SQA: Plans for new Scottish exams body to be ready in six months
The Scottish Qualifications Authority was accused of “screwing over” young people as the new education secretary announced plans for the organisation’s dismantling and promised the approach to next year’s exams will be known by the end of the school summer holidays.
Shirley-Anne Somerville told MSPs on Tuesday that in light of a damning international report into Scotland’s education system, within six months there would be a “detailed plan” to replace the SQA and tackle the recommendations of the Organisation for Economic Co-operation and Development (OECD).
She said she wanted to “move decisively to avoid unnecessary uncertainty” and revealed that Ken Muir, the former chief executive of the General Teaching Council for Scotland, would lead on the response to the report and begin his work in August.
Further, she said schools will know how next year's exams will be run by the start of the next term, while this year’s grades would not be impacted by any structural changes.
"I want to be in a position to confirm our central planning assumption for awarding qualifications in 2022 for the start of the school term in August, to give as much certainty for learners, teachers and the system as possible. This will take account of the latest state of the pandemic,” she said.
“Last week the First Minister committed to reviewing our approach to self-isolation for young people identified as contacts, and any changes here could have a significant bearing on the extent of disruption for individual learners in the next school year, and in turn our decision on whether to hold an exam diet or use an alternative model of certification.
“I know that many stakeholders support us taking the next few weeks to think through these issues and take account of the latest public health advice, before we confirm our central planning assumption at the start of the new school term.”
Ms Somerville also said she would establish “a Children and Young People’s Education Council to sit alongside the Scottish Education Council”, which would “ensure that the voices of those who are most affected by any changes in education are always heard loudly and clearly in strategic discussions”.
She added: “I want consideration of the lived educational experience of young people, current teachers, leaders and other practitioners to be fundamental to the work I do and the decisions I take as education secretary.
“It is essential that we take a rights-based approach and that we achieve genuine parity of esteem for young people’s views.”
Ms Somerville made her statement to MSPs a day after she had announced the SQA would be scrapped following an OECD report into the Scottish curriculum that raised concerns about the ability of schools to deliver on its aspirations and the demand for high-stakes exams.
However, Scottish Conservative education spokesman Oliver Mundell raised concerns that exams would be scrapped altogether in the wake of the grades fiasco of last year and the current anger over the assessments being set for senior pupils.
“The exams system has been a disaster in recent years,” he said.
“Young people know the SQA have screwed them over and it’s right that the SQA pay the price for their incompetence – but they shouldn’t be used as a scapegoat for 14 years of SNP failure.
“Historically, rigorous exams have been a real strength of Scotland's education system, a cornerstone of how we help young people to succeed in life. The problem in our exam system is the SNP’s leadership, not the foundations.

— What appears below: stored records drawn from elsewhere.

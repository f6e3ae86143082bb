//! Operational data plugin
//!
//! The `Plugin` is the typed private data every callback receives. It owns
//! the collaborators and the mount registry, and turns each request into a
//! status code and the content of the parent slot.
//!
//! # Example
//! ```ignore
//! let inventory = Arc::new(InventoryProvider::from_file("inventory.json")?);
//! let plugin = PluginBuilder::new()
//!     .devices(inventory.clone())
//!     .services(inventory)
//!     .ext_data(StaticExtData::from_file("/schema-mount.json")?)
//!     .build()?;
//!
//! for sub in Plugin::subscriptions() {
//!     // register sub.callback for sub.module_name / sub.xpath with the datastore
//! }
//! ```

use std::panic::{self, AssertUnwindSafe};
use std::sync::Arc;

use tracing::{debug, error, info};

use crate::assembly;
use crate::callbacks;
use crate::device::DeviceProvider;
use crate::error::{BridgeError, Result};
use crate::mount::{ExtDataProvider, ExtensionInstance, MountRegistry, StaticExtData};
use crate::services::ServiceProvider;
use crate::session::Session;
use crate::sr_types::{ErrorCode, RequestDescriptor, Subscription};
use crate::translation::{
    DEVICE_AGGREGATION_MODULE, DEVICE_DATA_SCHEMA_PATH, DEVICES_PATH, SERVICE_PROFILE_MODULE,
    SERVICE_PROFILES_PATH, VLANS_MODULE, VLANS_PATH,
};
use crate::tree::DataTree;

/// Default label of the device mount point
pub const DEFAULT_MOUNT_LABEL: &str = "data";

/// The request shapes the plugin serves
#[derive(Debug, Clone, Copy, PartialEq, Eq, Hash)]
pub enum RequestKind {
    /// Fleet enumeration
    Devices,
    /// Mounted per-device subtrees
    DeviceData,
    /// Service profiles
    Services,
    /// VLAN translation profiles
    Vlans,
}

impl RequestKind {
    /// Every request shape, in subscription order
    pub const ALL: [RequestKind; 4] = [
        RequestKind::Devices,
        RequestKind::DeviceData,
        RequestKind::Services,
        RequestKind::Vlans,
    ];

    /// Module of the subscribed path
    pub fn module(self) -> &'static str {
        match self {
            Self::Devices | Self::DeviceData => DEVICE_AGGREGATION_MODULE,
            Self::Services => SERVICE_PROFILE_MODULE,
            Self::Vlans => VLANS_MODULE,
        }
    }

    /// Subscribed path
    pub fn xpath(self) -> &'static str {
        match self {
            Self::Devices => DEVICES_PATH,
            Self::DeviceData => DEVICE_DATA_SCHEMA_PATH,
            Self::Services => SERVICE_PROFILES_PATH,
            Self::Vlans => VLANS_PATH,
        }
    }

    /// Short name used in logs and on the command line
    pub fn name(self) -> &'static str {
        match self {
            Self::Devices => "devices",
            Self::DeviceData => "device-data",
            Self::Services => "services",
            Self::Vlans => "vlans",
        }
    }

    fn callback(self) -> crate::sr_types::OperGetItemsCb {
        match self {
            Self::Devices => callbacks::get_devices_cb,
            Self::DeviceData => callbacks::get_device_data_cb,
            Self::Services => callbacks::get_services_cb,
            Self::Vlans => callbacks::get_vlans_cb,
        }
    }
}
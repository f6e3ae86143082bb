//! Datastore sessions as seen from the callbacks
//!
//! Sessions belong to the datastore. Callbacks only read from them: the
//! session id for logging and the datastore's schema context for building
//! trees.

use std::sync::Arc;

use crate::schema::SchemaContext;

/// A request-scoped datastore session
pub trait Session {
    /// Session identifier
    fn id(&self) -> u32;

    /// Schema context of the session's connection, if one is available
    fn context(&self) -> Option<&SchemaContext>;
}

/// In-process session over a fixed schema context
#[derive(Debug, Clone)]
pub struct LocalSession {
    id: u32,
    context: Option<Arc<SchemaContext>>,
}

impl LocalSession {
    /// Session over `context`
    pub fn new(id: u32, context: Arc<SchemaContext>) -> Self {
        Self {
            id,
            context: Some(context),
        }
    }

    /// Session whose connection has no schema context
    pub fn without_context(id: u32) -> Self {
        Self { id, context: None }
    }
}

impl Session for LocalSession {
    fn id(&self) -> u32 {
        self.id
    }

    fn context(&self) -> Option<&SchemaContext> {
        self.context.as_deref()
    }
}
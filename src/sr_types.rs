//! Datastore-facing types and constants
//!
//! This module defines the status codes, request descriptor and callback
//! signature of the datastore's operational get-items contract. The numeric
//! values follow sysrepo's `sr_error_t` so codes can be handed back verbatim.

use std::fmt;

use crate::plugin::Plugin;
use crate::session::Session;
use crate::tree::DataTree;

/// Status codes returned to the datastore
#[derive(Debug, Clone, Copy, PartialEq, Eq, Hash)]
#[repr(i32)]
pub enum ErrorCode {
    /// SR_ERR_OK
    Ok = 0,
    /// SR_ERR_INVAL_ARG
    InvalArg = 1,
    /// SR_ERR_LY, the tree library rejected the data
    Ly = 2,
    /// SR_ERR_SYS
    Sys = 3,
    /// SR_ERR_NO_MEMORY
    NoMemory = 4,
    /// SR_ERR_NOT_FOUND
    NotFound = 5,
    /// SR_ERR_EXISTS
    Exists = 6,
    /// SR_ERR_INTERNAL
    Internal = 7,
    /// SR_ERR_UNSUPPORTED
    Unsupported = 8,
    /// SR_ERR_VALIDATION_FAILED
    ValidationFailed = 9,
    /// SR_ERR_OPERATION_FAILED
    OperationFailed = 10,
    /// SR_ERR_UNAUTHORIZED
    Unauthorized = 11,
    /// SR_ERR_LOCKED
    Locked = 12,
    /// SR_ERR_TIME_OUT
    TimeOut = 13,
    /// SR_ERR_CALLBACK_FAILED
    CallbackFailed = 14,
    /// SR_ERR_CALLBACK_SHELVE
    CallbackShelve = 15,
}

impl ErrorCode {
    /// Convert from a raw status code
    pub fn from_i32(value: i32) -> Option<Self> {
        match value {
            0 => Some(Self::Ok),
            1 => Some(Self::InvalArg),
            2 => Some(Self::Ly),
            3 => Some(Self::Sys),
            4 => Some(Self::NoMemory),
            5 => Some(Self::NotFound),
            6 => Some(Self::Exists),
            7 => Some(Self::Internal),
            8 => Some(Self::Unsupported),
            9 => Some(Self::ValidationFailed),
            10 => Some(Self::OperationFailed),
            11 => Some(Self::Unauthorized),
            12 => Some(Self::Locked),
            13 => Some(Self::TimeOut),
            14 => Some(Self::CallbackFailed),
            15 => Some(Self::CallbackShelve),
            _ => None,
        }
    }

    /// Get the raw status code
    pub fn as_i32(self) -> i32 {
        self as i32
    }

    /// Check if this is the success code
    pub fn is_success(self) -> bool {
        self == Self::Ok
    }

    fn message(self) -> &'static str {
        match self {
            Self::Ok => "Operation succeeded",
            Self::InvalArg => "Invalid argument",
            Self::Ly => "libyang error",
            Self::Sys => "System function call failed",
            Self::NoMemory => "Out of memory",
            Self::NotFound => "Item not found",
            Self::Exists => "Item already exists",
            Self::Internal => "Internal error",
            Self::Unsupported => "Operation not supported",
            Self::ValidationFailed => "Validation failed",
            Self::OperationFailed => "Operation failed",
            Self::Unauthorized => "Operation not authorized",
            Self::Locked => "Requested resource is already locked",
            Self::TimeOut => "Timeout expired",
            Self::CallbackFailed => "User callback failed",
            Self::CallbackShelve => "User callback shelved",
        }
    }
}

impl fmt::Display for ErrorCode {
    fn fmt(&self, f: &mut fmt::Formatter<'_>) -> fmt::Result {
        f.write_str(self.message())
    }
}

/// Everything that determines the data a single get-items request must produce
///
/// Built per invocation and never retained past the callback.
#[derive(Debug, Clone, PartialEq, Eq)]
pub struct RequestDescriptor {
    /// Subscription the request was delivered to
    pub subscription_id: u32,
    /// Module the subscription was made for
    pub module_name: String,
    /// Subscribed path
    pub path: String,
    /// Path the reader actually asked for; `None` or empty means the whole subtree
    pub request_xpath: Option<String>,
    /// Datastore request identifier
    pub request_id: u32,
}

impl RequestDescriptor {
    /// Create a descriptor for a subscription path
    pub fn new(module_name: &str, path: &str) -> Self {
        Self {
            subscription_id: 0,
            module_name: module_name.to_string(),
            path: path.to_string(),
            request_xpath: None,
            request_id: 0,
        }
    }

    /// Set the requested XPath
    pub fn with_request_xpath(mut self, xpath: &str) -> Self {
        self.request_xpath = Some(xpath.to_string());
        self
    }

    /// Set subscription and request identifiers
    pub fn with_ids(mut self, subscription_id: u32, request_id: u32) -> Self {
        self.subscription_id = subscription_id;
        self.request_id = request_id;
        self
    }

    /// The requested XPath, with an empty one folded into `None`
    pub fn effective_xpath(&self) -> Option<&str> {
        self.request_xpath.as_deref().filter(|x| !x.trim().is_empty())
    }
}

/// Fixed signature of an operational get-items callback
///
/// Parameter order mirrors `sr_oper_get_items_cb`: session, subscription id,
/// module name, subscribed path, request XPath, request id, the parent slot
/// and the private data captured at registration.
pub type OperGetItemsCb = fn(
    session: &dyn Session,
    subscription_id: u32,
    module_name: &str,
    path: &str,
    request_xpath: Option<&str>,
    request_id: u32,
    parent: &mut Option<DataTree>,
    private_data: &Plugin,
) -> ErrorCode;

/// One operational subscription the plugin asks the datastore to register
#[derive(Clone, Copy)]
pub struct Subscription {
    /// Module owning the subscribed path
    pub module_name: &'static str,
    /// Subscribed path
    pub xpath: &'static str,
    /// Callback invoked for requests under `xpath`
    pub callback: OperGetItemsCb,
}

impl fmt::Debug for Subscription {
    fn fmt(&self, f: &mut fmt::Formatter<'_>) -> fmt::Result {
        f.debug_struct("Subscription")
            .field("module_name", &self.module_name)
            .field("xpath", &self.xpath)
            .finish_non_exhaustive()
    }
}

#[cfg(test)]
mod tests {
    use super::*;

    #[test]
    fn test_error_code_conversion() {
        assert_eq!(ErrorCode::from_i32(2), Some(ErrorCode::Ly));
        assert_eq!(ErrorCode::OperationFailed.as_i32(), 10);
        assert_eq!(ErrorCode::from_i32(42), None);
        assert!(ErrorCode::Ok.is_success());
        assert!(!ErrorCode::Internal.is_success());
    }

    #[test]
    fn test_error_code_display() {
        assert_eq!(ErrorCode::Ly.to_string(), "libyang error");
    }

    #[test]
    fn test_effective_xpath() {
        let desc = RequestDescriptor::new("m", "/m:a");
        assert_eq!(desc.effective_xpath(), None);

        let desc = desc.with_request_xpath("  ");
        assert_eq!(desc.effective_xpath(), None);

        let desc = RequestDescriptor::new("m", "/m:a").with_request_xpath("/m:a/b");
        assert_eq!(desc.effective_xpath(), Some("/m:a/b"));
    }
}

“Yet the Cabinet secretary says she is ‘very open’ to discussing options, including the wholesale scrapping of exams. No government serious about raising standards in our schools can contemplate such a radical move to break with tradition.
“It would further diminish our international standing and remove one of the last hallmarks of Scotland's world-leading system. The SNP must drop the threat of scrapping exams and focus on restoring the strengths of Scottish education, instead of dismantling them.”
Ms Somerville said the OECD was due to publish a second report at the end of August looking “specifically at qualifications”.
"I thinks it’s fair and reasonable for the government to say that we’re open to a discussion about what's in that report,” she said.
"I don’t know what’s in it at this time, but given the fact we’ve said we’ll undertake a review it would seem reasonable to say I’m open to what it leads to. I would have faith that there will be reasonable proposals and suggestions of a way forward.
"We can then discuss that with teachers and young people and together come up with something which I hope others can truly support.”
Scottish Labour’s education spokesman Michael Marra said after years of “disastrous leadership”, confidence had to be rebuilt urgently in Scotland’s education institutions.
Ms Somerville said the views of teachers, parents and pupils would be central to the reforms.
“All of the changes we make will be guided by the central principle that they improve the experiences and outcomes of children and young people in Scotland’s education system,” she said.
Newly-appointed Prof Muir said he looked forward to starting in his role.
“Education systems across the world are changing as the world in which we live changes,” he said. “I look forward to engaging widely with all stakeholders as part of my work.
“I want to understand fully their needs and listen to their suggestions on how we build on current strengths and how we might re-imagine, design and implement reforms into our education system that will truly respond to the future needs of every community and every child and young person.”